Records from a data source
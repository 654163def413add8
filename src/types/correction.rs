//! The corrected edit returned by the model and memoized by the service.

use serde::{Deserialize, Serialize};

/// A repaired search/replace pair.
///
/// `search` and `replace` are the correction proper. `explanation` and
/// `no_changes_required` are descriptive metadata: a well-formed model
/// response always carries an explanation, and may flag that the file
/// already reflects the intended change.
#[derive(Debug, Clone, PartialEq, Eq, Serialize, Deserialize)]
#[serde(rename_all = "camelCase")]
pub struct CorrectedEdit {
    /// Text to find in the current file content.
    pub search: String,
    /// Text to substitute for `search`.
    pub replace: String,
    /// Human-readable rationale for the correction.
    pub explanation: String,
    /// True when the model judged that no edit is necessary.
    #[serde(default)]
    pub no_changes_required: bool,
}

**How to complete this task:**
Which lines of the data include the string "search"? Copy each of them.

**Output:**
/// A repaired search/replace pair.
/// `search` and `replace` are the correction proper. `explanation` and
    pub search: String,
    /// Text to substitute for `search`.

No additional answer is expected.